Erythromycin is often associated with gastrointestinal adverse effects, including abdominal discomfort, nausea, vomiting and diarrhoea. Rare adverse effects include hearing loss, allergic reactions (including anaphylaxis), skin reactions (including erythema multiforme and Stevens-Johnson syndrome), hepatitis and hepatic dysfunction, cardiac arrhythmias and pseudomembranous colitis. Erythromycin is contraindicated in people with known hypersensitivity, and in those taking certain medications including astemizole, terfenadine, cisapride and pimozide (increased risk of cardiotoxicity), ergotamine and dihydroergotamine (increased risk of ergot toxicity), and simvastatin (increased risk of myopathy and rhabdomyolysis).

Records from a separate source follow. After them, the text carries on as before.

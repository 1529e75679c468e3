use log::{info, warn};
use serde::Deserialize;
use std::{fs::File, path::PathBuf};

#[derive(Debug, Deserialize)]
#[serde(default)]
pub struct Config {
    /// Where the persisted widget settings live
    pub settings_path: PathBuf,
    /// IANA timezone override. When unset, the timezone is detected from
    /// the environment.
    pub timezone: Option<String>,
}

impl Default for Config {
    fn default() -> Self {
        Self {
            settings_path: PathBuf::from("./settings.json"),
            timezone: None,
        }
    }
}

impl Config {
    const PATH: &'static str = "./config.json";

    /// Load config, falling back to defaults if the file is missing or
    /// malformed. Config problems shouldn't keep the clock from running.
    pub fn load() -> Self {
        info!("Loading config from `{}`", Self::PATH);
        let helper = || {
            let file = File::open(Self::PATH)?;
            Ok::<Self, anyhow::Error>(serde_json::from_reader(file)?)
        };
        match helper() {
            Ok(config) => config,
            Err(err) => {
                warn!(
                    "Error loading config from {}, using defaults: {}",
                    Self::PATH,
                    err
                );
                Self::default()
            }
        }
    }
}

Erythromycin may interact with various other medications, including increasing serum concentrations of drugs metabolised by the cytochrome P450 system. The relevant summaries of product characteristics contain more information on drug interactions and adverse effects of erythromycin.

About this evidence summary

'Evidence summaries: unlicensed or off-label medicines' summarise the published evidence for selected unlicensed or off-label medicines that are considered to be of significance to the NHS, where there are no clinically appropriate licensed alternatives. The summaries provide information for clinicians and patients to inform their decision-making and support the construction and updating of local formularies.

The summaries support decision-making on the use of an unlicensed or off-label medicine for an individual patient, where there are good clinical reasons for its use, usually when there is no licensed medicine for the condition requiring treatment, or the licensed medicine is not appropriate for that individual.

The strengths and weaknesses of the relevant evidence are critically reviewed within this summary, but this summary is not NICE guidance.